What you are asked to do ▸ From the entries below, please output exactly the lines starting at the one containing "or fail itself." and ending at the one containing "the awaiting fiber", both included.

Records shown ▸
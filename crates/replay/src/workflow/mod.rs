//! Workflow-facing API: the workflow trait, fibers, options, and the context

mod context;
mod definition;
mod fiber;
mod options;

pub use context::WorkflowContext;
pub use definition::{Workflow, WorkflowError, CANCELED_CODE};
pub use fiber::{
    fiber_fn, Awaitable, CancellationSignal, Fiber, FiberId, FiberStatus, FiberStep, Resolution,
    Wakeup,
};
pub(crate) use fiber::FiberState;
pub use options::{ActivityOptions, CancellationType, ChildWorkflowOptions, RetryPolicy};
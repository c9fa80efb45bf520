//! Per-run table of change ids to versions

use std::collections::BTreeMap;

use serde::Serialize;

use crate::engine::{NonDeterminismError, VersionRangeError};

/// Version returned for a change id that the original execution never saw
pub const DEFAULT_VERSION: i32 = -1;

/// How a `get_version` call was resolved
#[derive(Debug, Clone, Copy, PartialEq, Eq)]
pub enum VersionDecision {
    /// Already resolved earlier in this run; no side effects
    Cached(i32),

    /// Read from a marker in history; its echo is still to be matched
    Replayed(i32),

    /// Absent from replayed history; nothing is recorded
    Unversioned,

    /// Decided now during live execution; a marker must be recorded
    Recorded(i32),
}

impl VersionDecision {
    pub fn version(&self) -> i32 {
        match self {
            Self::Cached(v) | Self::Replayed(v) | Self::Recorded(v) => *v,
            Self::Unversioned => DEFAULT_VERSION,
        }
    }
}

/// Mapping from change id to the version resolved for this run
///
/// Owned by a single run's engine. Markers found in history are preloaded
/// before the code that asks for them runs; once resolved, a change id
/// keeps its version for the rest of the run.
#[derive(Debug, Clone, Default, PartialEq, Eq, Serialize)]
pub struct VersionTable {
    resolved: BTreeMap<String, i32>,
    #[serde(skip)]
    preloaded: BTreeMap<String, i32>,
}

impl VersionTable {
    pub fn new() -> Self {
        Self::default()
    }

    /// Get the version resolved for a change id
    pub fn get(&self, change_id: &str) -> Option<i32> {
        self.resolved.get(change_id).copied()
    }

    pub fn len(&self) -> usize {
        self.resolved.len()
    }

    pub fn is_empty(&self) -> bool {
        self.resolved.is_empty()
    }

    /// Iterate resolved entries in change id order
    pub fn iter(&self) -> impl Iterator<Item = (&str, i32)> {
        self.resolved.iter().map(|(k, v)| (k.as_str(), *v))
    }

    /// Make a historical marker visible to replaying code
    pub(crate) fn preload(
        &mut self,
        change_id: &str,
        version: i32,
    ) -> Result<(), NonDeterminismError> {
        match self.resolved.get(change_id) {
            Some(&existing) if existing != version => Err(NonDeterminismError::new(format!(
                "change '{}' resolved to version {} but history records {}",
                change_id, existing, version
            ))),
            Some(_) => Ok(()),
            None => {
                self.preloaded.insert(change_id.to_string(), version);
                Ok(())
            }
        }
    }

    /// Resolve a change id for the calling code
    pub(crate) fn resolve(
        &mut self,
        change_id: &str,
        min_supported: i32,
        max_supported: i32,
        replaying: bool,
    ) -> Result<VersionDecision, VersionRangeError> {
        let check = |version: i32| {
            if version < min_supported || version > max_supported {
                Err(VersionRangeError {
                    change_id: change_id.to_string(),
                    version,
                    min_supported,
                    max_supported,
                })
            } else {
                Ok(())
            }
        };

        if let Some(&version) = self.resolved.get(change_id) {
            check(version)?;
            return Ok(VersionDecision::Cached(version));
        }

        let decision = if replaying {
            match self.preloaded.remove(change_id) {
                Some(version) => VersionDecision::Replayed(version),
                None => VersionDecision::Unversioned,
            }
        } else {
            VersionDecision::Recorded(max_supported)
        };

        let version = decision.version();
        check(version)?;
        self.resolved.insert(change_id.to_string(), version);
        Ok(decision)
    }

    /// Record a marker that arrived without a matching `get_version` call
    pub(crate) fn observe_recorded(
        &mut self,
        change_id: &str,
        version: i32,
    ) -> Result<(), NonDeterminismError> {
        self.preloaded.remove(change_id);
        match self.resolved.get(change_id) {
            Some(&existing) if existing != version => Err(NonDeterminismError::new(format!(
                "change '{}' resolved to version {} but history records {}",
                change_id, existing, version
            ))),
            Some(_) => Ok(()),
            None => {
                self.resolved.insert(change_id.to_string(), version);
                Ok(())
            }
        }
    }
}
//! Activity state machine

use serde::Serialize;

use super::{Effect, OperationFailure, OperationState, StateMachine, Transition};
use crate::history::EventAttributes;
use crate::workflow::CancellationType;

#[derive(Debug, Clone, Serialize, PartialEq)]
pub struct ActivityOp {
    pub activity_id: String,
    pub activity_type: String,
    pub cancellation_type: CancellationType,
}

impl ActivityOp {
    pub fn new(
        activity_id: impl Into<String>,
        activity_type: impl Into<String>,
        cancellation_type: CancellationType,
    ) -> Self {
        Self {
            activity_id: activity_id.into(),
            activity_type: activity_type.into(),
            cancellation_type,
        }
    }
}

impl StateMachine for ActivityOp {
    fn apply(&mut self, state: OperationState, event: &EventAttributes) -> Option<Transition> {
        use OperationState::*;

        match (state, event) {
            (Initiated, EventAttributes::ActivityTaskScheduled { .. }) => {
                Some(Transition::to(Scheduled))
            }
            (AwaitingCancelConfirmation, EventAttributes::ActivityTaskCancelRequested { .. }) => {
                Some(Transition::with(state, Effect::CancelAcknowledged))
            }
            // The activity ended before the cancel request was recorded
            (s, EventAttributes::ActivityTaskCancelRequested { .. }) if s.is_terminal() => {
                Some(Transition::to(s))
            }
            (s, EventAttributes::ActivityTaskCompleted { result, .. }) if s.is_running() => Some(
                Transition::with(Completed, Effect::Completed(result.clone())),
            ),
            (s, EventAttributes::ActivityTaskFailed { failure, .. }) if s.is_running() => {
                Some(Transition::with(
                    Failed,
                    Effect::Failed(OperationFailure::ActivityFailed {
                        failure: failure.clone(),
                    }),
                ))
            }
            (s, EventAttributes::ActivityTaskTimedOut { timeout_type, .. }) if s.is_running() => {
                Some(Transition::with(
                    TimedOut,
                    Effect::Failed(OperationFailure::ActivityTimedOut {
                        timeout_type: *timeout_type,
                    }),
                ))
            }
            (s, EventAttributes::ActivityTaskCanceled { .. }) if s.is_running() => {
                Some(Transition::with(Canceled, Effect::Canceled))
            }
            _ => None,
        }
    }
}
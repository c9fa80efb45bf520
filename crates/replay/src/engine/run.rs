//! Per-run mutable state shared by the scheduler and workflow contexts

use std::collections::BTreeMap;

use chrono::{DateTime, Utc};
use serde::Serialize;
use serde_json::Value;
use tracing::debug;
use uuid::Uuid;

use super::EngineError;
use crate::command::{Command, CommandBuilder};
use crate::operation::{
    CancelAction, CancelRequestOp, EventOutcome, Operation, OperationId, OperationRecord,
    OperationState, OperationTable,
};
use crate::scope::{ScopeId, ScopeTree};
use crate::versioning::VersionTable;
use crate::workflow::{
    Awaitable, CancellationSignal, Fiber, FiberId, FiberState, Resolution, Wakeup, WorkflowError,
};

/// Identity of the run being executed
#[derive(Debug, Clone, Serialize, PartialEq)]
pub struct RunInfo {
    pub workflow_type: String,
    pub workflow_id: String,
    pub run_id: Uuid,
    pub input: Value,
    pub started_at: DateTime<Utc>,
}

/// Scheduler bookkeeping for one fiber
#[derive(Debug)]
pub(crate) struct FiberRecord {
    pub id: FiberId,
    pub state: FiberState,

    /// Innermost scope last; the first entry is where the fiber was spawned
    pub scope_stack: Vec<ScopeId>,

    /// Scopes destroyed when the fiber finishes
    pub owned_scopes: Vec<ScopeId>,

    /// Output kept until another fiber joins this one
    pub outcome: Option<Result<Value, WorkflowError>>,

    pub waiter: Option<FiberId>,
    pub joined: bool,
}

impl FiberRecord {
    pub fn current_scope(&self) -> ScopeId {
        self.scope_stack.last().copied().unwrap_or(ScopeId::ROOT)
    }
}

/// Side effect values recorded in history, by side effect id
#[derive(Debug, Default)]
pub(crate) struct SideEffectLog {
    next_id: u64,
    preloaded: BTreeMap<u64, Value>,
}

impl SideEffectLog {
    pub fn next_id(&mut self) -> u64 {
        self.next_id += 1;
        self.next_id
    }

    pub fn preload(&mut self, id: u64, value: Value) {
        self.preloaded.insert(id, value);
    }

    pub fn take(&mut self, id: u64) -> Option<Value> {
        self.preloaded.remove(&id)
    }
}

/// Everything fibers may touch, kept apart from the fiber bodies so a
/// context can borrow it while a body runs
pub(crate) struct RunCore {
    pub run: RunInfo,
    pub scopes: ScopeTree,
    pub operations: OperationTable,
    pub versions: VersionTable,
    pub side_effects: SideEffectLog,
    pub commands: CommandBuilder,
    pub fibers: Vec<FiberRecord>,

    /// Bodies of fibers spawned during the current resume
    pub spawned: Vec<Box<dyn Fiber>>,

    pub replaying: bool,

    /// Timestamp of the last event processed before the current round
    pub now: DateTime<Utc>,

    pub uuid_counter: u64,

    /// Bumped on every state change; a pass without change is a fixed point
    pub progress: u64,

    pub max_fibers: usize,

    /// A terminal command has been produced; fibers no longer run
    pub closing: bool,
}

--

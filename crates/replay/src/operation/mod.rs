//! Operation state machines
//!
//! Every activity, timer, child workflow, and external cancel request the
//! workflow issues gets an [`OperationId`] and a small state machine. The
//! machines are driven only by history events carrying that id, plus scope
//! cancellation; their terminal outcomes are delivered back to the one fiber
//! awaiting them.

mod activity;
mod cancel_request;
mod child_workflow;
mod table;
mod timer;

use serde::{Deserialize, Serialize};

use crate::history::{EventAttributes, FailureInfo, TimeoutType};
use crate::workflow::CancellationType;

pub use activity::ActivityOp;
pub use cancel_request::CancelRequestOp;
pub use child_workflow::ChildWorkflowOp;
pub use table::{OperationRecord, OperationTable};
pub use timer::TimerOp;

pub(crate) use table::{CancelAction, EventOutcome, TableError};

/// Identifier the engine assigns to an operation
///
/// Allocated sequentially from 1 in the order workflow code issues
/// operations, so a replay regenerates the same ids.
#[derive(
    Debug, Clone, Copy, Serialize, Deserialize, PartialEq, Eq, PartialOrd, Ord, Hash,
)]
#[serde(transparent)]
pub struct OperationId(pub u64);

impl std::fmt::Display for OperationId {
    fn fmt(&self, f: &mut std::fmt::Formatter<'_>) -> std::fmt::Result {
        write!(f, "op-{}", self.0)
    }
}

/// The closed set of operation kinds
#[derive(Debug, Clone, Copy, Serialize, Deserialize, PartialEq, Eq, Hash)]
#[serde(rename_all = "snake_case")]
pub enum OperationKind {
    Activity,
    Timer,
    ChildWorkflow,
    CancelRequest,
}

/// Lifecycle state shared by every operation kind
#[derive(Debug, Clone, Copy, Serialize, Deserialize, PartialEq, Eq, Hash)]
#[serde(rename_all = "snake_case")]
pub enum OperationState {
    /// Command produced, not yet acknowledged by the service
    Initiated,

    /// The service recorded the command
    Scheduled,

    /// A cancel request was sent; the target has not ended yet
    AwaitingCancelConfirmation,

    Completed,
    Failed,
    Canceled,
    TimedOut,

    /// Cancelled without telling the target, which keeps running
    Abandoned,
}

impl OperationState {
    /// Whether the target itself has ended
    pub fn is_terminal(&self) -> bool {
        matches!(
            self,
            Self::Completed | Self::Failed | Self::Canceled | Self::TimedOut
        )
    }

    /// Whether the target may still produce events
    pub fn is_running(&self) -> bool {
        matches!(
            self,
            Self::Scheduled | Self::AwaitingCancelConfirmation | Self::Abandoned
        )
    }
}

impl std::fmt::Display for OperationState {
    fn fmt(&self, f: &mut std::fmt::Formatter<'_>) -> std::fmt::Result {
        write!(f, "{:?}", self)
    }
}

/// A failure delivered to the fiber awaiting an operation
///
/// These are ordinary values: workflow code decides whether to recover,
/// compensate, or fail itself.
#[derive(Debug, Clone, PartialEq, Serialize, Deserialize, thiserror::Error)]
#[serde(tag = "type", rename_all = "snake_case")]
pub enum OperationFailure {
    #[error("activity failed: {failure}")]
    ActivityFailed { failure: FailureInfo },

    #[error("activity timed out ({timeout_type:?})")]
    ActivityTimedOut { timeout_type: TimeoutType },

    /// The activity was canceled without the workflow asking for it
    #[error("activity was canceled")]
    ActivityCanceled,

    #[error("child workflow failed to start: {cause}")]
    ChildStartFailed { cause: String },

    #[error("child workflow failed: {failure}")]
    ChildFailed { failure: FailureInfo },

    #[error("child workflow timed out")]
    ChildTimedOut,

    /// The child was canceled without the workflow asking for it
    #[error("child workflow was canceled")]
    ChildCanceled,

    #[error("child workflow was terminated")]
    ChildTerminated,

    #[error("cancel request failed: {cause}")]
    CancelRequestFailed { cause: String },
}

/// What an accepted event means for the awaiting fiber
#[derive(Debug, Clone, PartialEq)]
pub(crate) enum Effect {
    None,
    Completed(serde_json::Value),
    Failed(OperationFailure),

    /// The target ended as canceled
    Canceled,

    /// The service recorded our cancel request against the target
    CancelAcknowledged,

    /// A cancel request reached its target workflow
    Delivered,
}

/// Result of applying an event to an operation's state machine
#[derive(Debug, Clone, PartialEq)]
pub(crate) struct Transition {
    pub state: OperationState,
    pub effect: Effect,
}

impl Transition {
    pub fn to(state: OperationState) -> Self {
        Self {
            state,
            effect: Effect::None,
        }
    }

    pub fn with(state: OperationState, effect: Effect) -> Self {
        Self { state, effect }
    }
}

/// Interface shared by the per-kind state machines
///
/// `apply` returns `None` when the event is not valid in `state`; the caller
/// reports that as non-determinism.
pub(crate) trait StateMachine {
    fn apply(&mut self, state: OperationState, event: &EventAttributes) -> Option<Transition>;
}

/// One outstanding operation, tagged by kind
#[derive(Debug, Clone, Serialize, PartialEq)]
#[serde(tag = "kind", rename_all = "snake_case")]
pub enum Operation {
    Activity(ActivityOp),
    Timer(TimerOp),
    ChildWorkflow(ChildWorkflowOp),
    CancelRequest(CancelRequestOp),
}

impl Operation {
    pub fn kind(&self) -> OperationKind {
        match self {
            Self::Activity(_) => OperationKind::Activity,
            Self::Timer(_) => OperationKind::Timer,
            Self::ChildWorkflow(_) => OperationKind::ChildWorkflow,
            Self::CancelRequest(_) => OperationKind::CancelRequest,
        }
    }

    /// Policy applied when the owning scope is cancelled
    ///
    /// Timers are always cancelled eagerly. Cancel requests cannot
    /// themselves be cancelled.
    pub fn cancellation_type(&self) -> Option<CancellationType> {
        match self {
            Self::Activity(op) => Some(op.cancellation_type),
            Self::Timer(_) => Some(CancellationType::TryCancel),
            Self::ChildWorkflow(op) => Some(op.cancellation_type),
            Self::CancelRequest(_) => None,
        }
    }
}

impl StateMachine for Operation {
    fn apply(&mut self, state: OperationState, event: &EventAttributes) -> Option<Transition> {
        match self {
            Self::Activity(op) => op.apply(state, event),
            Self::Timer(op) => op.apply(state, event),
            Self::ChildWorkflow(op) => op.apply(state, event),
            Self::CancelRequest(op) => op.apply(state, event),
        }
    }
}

==

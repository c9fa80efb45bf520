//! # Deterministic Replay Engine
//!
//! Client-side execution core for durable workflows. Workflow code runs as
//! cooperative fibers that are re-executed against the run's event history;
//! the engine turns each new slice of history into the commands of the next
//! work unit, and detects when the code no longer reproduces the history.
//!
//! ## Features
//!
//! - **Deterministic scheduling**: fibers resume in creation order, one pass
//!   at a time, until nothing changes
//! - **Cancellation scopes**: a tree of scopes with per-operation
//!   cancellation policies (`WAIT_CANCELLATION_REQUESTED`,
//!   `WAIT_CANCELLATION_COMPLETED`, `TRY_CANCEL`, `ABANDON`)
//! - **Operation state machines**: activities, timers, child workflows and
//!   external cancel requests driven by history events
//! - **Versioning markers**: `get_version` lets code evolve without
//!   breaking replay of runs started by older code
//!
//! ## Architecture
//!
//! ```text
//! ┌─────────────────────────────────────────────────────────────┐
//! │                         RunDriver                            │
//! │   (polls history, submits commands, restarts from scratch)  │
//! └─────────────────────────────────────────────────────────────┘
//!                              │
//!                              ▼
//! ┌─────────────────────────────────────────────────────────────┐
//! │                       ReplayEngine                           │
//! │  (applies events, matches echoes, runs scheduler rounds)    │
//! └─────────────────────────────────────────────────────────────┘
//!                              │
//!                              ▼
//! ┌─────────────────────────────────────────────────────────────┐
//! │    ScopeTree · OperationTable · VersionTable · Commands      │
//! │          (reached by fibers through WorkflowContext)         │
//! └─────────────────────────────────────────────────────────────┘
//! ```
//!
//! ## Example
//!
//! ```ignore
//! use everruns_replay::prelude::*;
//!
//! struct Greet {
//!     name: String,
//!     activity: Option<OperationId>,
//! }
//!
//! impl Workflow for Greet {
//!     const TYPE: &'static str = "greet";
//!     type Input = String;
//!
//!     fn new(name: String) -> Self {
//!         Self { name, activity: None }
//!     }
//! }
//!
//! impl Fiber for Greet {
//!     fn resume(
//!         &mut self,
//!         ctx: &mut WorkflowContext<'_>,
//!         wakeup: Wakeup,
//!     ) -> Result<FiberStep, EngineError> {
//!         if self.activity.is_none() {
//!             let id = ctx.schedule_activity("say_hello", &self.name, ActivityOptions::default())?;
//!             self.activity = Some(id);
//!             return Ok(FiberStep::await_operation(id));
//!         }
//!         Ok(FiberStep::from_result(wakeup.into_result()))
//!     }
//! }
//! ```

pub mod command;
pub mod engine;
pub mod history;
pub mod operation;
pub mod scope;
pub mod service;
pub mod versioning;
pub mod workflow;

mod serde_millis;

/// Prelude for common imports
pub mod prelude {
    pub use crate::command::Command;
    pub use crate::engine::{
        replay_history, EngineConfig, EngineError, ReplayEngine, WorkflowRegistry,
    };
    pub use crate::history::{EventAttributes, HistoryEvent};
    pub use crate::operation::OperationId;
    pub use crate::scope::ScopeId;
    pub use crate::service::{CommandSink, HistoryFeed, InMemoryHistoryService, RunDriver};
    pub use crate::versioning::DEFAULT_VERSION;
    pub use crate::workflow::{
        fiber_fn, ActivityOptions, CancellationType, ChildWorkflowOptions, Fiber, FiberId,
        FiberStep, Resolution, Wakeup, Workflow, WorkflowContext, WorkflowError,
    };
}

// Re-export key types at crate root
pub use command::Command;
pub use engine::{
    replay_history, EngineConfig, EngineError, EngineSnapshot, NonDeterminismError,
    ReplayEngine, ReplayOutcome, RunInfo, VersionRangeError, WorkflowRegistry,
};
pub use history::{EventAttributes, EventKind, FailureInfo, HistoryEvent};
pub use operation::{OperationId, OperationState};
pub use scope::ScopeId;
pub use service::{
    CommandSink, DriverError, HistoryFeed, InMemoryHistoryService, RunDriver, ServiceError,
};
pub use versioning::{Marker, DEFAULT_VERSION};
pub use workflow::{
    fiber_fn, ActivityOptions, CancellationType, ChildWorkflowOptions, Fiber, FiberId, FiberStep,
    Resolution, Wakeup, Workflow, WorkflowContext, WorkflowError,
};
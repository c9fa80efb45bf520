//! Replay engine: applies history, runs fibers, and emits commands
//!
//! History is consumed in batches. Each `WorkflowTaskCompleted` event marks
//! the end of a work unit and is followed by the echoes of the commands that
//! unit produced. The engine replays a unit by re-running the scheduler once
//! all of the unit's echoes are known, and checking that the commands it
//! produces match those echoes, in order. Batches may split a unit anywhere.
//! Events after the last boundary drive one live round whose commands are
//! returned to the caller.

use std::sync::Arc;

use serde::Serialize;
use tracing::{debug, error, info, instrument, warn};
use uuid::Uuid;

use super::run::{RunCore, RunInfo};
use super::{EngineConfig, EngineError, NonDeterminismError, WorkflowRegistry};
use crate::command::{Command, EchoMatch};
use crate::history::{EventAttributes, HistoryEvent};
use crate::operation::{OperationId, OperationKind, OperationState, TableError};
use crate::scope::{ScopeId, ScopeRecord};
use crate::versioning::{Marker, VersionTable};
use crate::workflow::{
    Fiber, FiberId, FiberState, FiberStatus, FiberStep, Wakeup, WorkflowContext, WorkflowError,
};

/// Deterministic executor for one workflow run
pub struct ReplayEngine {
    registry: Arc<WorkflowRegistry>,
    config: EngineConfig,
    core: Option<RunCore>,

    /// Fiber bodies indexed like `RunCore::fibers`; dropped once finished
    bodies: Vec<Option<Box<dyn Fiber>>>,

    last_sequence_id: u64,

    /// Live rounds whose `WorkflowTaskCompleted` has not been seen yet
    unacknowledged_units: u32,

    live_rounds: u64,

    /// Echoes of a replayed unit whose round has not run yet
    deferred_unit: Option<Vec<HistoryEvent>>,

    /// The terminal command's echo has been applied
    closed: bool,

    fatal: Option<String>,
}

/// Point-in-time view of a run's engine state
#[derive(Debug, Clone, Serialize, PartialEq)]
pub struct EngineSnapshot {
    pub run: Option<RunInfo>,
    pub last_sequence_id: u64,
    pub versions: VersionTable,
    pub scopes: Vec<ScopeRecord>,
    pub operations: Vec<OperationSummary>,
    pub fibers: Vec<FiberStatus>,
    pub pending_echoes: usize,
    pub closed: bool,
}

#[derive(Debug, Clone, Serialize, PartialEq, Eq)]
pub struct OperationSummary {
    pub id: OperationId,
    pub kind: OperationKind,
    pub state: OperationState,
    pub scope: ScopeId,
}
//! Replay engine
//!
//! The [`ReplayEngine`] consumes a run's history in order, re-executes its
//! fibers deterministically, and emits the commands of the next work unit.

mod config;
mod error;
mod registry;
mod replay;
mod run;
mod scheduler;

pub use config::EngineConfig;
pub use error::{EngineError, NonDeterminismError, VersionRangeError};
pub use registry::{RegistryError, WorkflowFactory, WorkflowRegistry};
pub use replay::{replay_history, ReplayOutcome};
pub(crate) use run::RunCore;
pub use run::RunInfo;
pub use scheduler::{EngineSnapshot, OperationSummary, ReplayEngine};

Response ▸
/// compensate, or fail itself.
#[derive(Debug, Clone, PartialEq, Serialize, Deserialize, thiserror::Error)]
#[serde(tag = "type", rename_all = "snake_case")]
pub enum OperationFailure {
    #[error("activity failed: {failure}")]
    ActivityFailed { failure: FailureInfo },

    #[error("activity timed out ({timeout_type:?})")]
    ActivityTimedOut { timeout_type: TimeoutType },

    /// The activity was canceled without the workflow asking for it
    #[error("activity was canceled")]
    ActivityCanceled,

    #[error("child workflow failed to start: {cause}")]
    ChildStartFailed { cause: String },

    #[error("child workflow failed: {failure}")]
    ChildFailed { failure: FailureInfo },

    #[error("child workflow timed out")]
    ChildTimedOut,

    /// The child was canceled without the workflow asking for it
    #[error("child workflow was canceled")]
    ChildCanceled,

    #[error("child workflow was terminated")]
    ChildTerminated,

    #[error("cancel request failed: {cause}")]
    CancelRequestFailed { cause: String },
}

/// What an accepted event means for the awaiting fiber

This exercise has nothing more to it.